Although the bill has little chance of passing through Congress while the Senate is controlled by Republicans, its introduction shows that momentum is building to get the country’s century-old central bank to more specifically focus on creating an economy that is equal for all Americans. A November win for Joe Biden and his Democrats that gave them control of the White house and both chambers of Congress could also change the calculus.

“Building on the great work of civil rights leader Coretta Scott King and others who led the way for the adoption of the Fed’s full employment mandate, the Federal Reserve Racial and Economic Equity Act creates a new racial justice mission at the Fed to eliminate racial and economic disparities in all of its work,” Representative Maxine Waters said in a statement.

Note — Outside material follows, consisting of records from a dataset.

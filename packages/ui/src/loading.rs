//! Loading/error flags shared by the service states.

use tokio::sync::watch;

/// A service state carrying `loading` and `error` flags.
pub(crate) trait Flags {
    fn set_loading(&mut self, loading: bool);
    fn set_error(&mut self, error: Option<String>);
}

/// Marks the state loading (and clears the previous error) for its lifetime.
/// `loading` is reset on drop, whichever way the operation ends.
pub(crate) struct LoadingGuard<'a, S: Flags> {
    state: &'a watch::Sender<S>,
    owns: Option<Box<dyn Fn() -> bool + Send + Sync + 'a>>,
}

impl<'a, S: Flags> LoadingGuard<'a, S> {
    pub(crate) fn begin(state: &'a watch::Sender<S>) -> Self {
        state.send_modify(|s| {
            s.set_loading(true);
            s.set_error(None);
        });
        Self { state, owns: None }
    }

    /// Like [`begin`](Self::begin), but on drop `loading` is left alone
    /// unless `owns` still holds; another operation may have taken it over.
    pub(crate) fn begin_while(
        state: &'a watch::Sender<S>,
        owns: impl Fn() -> bool + Send + Sync + 'a,
    ) -> Self {
        let mut guard = Self::begin(state);
        guard.owns = Some(Box::new(owns));
        guard
    }
}

impl<S: Flags> Drop for LoadingGuard<'_, S> {
    fn drop(&mut self) {
        let owns = &self.owns;
        self.state.send_if_modified(|s| {
            if owns.as_ref().is_some_and(|owns| !owns()) {
                return false;
            }
            s.set_loading(false);
            true
        });
    }
}

#[cfg(test)]
mod tests {
    use super::*;
    use std::sync::atomic::{AtomicBool, Ordering};

    #[derive(Debug, Default)]
    struct State {
        loading: bool,
        error: Option<String>,
    }

    impl Flags for State {
        fn set_loading(&mut self, loading: bool) {
            self.loading = loading;
        }
        fn set_error(&mut self, error: Option<String>) {
            self.error = error;
        }
    }

    #[test]
    fn test_guard_clears_loading_on_every_exit() {
        let (tx, rx) = watch::channel(State {
            loading: false,
            error: Some("stale".to_string()),
        });

        fn fails(tx: &watch::Sender<State>) -> Result<(), String> {
            let _loading = LoadingGuard::begin(tx);
            assert!(tx.borrow().loading);
            Err("boom".to_string())
        }

        assert!(fails(&tx).is_err());
        assert!(!rx.borrow().loading);
        assert!(rx.borrow().error.is_none());
    }

    #[test]
    fn test_guard_leaves_loading_it_no_longer_owns() {
        let (tx, rx) = watch::channel(State::default());
        let owner = AtomicBool::new(true);

        let guard = LoadingGuard::begin_while(&tx, || owner.load(Ordering::SeqCst));
        owner.store(false, Ordering::SeqCst);
        drop(guard);
        assert!(rx.borrow().loading);

        let guard = LoadingGuard::begin_while(&tx, || true);
        drop(guard);
        assert!(!rx.borrow().loading);
    }
}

The bill was introduced by Waters, chair of the House Financial Services Committee, and Senators Elizabeth Warren and Kirsten Gillibrand and was signed on by 17 other Democrats.

‘Disparate Distributional Outcomes’

The Biden campaign called for a similar proposal last week. Economists Jared Bernstein and Janelle Jones have called on the Fed to target the Black unemployment rate when it makes policy decisions in order to narrow the gap between White and Black unemployment.

The difference between the rates has been persistently high, with the Black rate often more than double the White one. Black families also have one-tenth the wealth of White families, indicating systemic problems in the economy that continue to hamper upward mobility and opportunity for millions of Americans.

Fed Chair Jerome Powell said in May that the Fed’s policies do not exacerbate inequality. He said last week that the central bank doesn’t have the tools to address “disparate distributional outcomes” and indicated that fiscal policies may be better suited to address these problems in the economy. He has, however, said that the Fed has learned that it can run the economy hotter than thought without sparking unwanted inflation, and as a result the benefits of a tight labor market can be extended to poorer and minority communities.